- **Exercise prompt**: Search the data below for the string "block". Extract every line that contains it.

(Records from a data source)
= = =

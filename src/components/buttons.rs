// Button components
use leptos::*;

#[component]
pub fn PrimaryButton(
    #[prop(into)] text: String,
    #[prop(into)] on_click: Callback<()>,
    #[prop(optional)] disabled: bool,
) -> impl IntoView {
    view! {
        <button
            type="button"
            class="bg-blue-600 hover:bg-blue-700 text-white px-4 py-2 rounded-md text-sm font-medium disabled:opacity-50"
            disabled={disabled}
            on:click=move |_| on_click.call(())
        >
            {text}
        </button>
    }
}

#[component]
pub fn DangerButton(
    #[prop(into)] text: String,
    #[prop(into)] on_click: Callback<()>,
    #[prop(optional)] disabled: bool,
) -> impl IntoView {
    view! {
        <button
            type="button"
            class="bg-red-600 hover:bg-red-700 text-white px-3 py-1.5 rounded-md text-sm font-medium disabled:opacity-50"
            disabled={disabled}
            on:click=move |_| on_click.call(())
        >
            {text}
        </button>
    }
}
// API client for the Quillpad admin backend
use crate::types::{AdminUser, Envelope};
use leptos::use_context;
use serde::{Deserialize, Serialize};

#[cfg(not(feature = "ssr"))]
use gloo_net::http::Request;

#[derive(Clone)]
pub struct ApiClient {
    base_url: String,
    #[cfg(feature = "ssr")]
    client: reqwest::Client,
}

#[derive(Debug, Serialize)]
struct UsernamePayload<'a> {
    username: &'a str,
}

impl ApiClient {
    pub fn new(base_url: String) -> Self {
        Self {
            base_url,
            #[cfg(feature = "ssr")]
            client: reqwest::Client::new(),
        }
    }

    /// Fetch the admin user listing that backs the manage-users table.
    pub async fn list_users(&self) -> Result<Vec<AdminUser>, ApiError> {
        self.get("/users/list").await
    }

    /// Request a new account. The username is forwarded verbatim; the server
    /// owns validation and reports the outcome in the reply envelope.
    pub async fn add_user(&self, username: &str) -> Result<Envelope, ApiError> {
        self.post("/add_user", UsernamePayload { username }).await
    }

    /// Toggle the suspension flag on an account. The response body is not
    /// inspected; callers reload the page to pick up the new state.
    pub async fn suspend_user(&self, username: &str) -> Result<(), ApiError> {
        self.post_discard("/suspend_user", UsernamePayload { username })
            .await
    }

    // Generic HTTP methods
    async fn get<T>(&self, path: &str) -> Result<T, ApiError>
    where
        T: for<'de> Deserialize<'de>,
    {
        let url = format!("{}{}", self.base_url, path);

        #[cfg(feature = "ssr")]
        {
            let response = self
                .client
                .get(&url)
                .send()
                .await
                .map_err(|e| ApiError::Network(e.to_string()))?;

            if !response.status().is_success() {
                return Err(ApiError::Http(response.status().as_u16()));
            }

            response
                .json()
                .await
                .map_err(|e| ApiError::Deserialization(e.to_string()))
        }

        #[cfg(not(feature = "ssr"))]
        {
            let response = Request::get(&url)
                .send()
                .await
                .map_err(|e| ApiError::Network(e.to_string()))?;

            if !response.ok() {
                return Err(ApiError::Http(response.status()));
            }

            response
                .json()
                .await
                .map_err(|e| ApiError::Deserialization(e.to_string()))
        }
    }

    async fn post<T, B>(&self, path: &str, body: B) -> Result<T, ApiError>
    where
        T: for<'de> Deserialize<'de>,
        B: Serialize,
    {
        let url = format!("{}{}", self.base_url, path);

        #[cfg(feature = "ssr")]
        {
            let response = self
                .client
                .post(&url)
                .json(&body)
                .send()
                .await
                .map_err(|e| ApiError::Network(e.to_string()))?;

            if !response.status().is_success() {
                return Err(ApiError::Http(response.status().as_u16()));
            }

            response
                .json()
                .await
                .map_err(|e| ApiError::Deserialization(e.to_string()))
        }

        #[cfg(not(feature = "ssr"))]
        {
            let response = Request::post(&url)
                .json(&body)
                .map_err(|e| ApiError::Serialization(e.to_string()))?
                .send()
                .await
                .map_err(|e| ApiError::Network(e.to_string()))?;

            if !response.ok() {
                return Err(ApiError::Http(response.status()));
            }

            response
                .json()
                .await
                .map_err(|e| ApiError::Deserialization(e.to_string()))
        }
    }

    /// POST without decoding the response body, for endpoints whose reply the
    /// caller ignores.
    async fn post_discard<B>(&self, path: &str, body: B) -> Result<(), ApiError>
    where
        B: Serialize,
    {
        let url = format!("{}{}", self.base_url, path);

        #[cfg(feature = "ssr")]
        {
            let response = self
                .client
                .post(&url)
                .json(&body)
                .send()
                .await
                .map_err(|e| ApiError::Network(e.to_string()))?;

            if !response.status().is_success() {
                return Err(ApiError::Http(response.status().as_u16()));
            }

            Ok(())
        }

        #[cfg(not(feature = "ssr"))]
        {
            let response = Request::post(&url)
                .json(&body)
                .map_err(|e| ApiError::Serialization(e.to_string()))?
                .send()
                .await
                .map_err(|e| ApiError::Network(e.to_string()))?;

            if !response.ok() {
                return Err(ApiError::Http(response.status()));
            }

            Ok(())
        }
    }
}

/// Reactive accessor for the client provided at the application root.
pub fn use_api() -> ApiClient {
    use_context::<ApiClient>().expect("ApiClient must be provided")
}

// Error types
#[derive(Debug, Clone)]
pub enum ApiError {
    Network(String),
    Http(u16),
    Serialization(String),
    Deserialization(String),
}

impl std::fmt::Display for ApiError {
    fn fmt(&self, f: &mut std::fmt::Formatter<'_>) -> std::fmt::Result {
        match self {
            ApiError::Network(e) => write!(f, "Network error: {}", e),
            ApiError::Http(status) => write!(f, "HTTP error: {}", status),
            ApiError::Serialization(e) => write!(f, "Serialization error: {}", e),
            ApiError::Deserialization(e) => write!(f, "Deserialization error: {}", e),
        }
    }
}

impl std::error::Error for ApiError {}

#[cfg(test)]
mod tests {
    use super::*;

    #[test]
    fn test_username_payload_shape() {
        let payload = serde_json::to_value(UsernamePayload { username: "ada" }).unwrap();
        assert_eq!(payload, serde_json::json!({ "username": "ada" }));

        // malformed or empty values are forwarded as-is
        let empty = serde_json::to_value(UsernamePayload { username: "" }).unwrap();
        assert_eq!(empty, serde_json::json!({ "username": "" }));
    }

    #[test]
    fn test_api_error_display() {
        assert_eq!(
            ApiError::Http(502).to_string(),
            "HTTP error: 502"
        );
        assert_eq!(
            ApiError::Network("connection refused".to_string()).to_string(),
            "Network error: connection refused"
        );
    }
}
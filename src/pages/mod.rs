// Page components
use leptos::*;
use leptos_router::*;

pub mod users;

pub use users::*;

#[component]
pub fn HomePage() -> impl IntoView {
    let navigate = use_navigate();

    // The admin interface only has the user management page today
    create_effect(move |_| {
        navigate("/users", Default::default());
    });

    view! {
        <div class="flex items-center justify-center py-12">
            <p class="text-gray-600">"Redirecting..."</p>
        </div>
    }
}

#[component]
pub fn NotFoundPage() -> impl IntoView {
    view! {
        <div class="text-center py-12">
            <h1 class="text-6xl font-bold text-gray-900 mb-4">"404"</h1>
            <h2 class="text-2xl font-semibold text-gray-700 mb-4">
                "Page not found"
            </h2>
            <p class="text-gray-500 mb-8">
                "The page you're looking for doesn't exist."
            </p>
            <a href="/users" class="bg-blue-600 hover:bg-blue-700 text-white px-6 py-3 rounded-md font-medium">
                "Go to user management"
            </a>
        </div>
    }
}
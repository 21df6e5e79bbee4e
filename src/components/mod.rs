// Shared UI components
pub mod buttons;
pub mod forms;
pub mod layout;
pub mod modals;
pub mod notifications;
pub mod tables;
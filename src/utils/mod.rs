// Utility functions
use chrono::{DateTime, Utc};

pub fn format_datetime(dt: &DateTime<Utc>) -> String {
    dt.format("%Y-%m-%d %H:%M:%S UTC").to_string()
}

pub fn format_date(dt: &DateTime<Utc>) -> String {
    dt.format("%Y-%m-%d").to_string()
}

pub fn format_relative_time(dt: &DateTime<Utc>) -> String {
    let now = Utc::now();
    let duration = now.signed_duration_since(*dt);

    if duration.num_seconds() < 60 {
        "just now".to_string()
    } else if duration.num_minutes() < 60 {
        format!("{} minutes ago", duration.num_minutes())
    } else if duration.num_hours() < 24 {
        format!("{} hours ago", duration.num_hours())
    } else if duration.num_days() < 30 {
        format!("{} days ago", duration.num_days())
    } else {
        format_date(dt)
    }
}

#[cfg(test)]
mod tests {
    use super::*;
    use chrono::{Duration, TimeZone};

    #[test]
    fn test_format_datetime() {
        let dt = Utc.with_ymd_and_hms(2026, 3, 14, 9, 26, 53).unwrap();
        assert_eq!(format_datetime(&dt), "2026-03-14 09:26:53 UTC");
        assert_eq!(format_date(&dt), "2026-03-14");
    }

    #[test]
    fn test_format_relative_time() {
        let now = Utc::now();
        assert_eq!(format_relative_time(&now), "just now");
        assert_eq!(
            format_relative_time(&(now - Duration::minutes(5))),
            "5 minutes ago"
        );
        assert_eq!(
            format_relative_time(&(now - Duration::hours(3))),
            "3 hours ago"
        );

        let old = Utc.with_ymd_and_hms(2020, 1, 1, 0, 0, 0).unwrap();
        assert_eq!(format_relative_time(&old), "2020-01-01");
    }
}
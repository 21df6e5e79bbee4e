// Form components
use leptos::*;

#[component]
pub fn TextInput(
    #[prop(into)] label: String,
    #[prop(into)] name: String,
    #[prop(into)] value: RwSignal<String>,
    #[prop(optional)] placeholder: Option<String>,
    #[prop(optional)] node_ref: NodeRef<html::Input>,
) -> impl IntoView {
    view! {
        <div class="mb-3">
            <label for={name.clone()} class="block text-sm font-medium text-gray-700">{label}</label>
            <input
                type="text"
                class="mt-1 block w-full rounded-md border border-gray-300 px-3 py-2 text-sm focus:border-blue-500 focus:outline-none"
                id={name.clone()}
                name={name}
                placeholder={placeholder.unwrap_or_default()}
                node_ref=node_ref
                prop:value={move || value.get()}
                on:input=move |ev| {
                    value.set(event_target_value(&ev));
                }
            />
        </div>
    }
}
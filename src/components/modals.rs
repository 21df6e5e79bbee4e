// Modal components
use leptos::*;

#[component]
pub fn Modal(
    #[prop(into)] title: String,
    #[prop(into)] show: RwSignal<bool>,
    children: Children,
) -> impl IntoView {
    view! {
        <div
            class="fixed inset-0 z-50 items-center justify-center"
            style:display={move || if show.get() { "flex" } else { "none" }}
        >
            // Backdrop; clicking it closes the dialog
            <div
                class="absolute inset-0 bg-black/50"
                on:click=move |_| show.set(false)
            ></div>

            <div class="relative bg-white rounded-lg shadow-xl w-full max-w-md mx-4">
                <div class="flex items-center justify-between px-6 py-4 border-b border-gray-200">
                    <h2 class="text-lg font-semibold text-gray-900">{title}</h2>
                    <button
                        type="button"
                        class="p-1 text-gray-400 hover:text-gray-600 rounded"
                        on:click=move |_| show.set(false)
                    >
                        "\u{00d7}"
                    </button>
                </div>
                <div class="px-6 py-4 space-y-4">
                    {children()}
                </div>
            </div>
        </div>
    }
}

= = =

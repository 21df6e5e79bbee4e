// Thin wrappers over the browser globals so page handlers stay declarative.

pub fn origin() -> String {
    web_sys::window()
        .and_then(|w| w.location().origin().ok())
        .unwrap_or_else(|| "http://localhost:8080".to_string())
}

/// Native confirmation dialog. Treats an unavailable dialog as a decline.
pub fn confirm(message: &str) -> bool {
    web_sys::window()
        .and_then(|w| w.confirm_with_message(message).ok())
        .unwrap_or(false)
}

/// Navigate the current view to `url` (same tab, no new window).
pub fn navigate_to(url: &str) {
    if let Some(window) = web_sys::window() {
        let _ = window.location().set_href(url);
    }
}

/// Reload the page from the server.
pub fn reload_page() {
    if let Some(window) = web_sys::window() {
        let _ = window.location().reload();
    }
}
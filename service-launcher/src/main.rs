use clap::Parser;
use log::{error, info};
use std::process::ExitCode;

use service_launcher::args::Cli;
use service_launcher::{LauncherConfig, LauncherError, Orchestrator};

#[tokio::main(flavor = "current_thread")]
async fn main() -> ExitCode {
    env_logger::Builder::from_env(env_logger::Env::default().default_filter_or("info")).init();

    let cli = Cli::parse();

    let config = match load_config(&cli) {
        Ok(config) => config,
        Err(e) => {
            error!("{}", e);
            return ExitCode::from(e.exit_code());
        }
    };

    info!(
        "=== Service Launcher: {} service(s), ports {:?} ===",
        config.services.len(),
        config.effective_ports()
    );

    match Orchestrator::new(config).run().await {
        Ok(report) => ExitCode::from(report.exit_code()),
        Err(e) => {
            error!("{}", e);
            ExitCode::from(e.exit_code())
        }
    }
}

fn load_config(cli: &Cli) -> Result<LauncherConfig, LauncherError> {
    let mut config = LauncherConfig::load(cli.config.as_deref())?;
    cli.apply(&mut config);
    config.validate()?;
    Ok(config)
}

= = =

- **Task result**:
            <label for={name.clone()} class="block text-sm font-medium text-gray-700">{label}</label>
                class="mt-1 block w-full rounded-md border border-gray-300 px-3 py-2 text-sm focus:border-blue-500 focus:outline-none"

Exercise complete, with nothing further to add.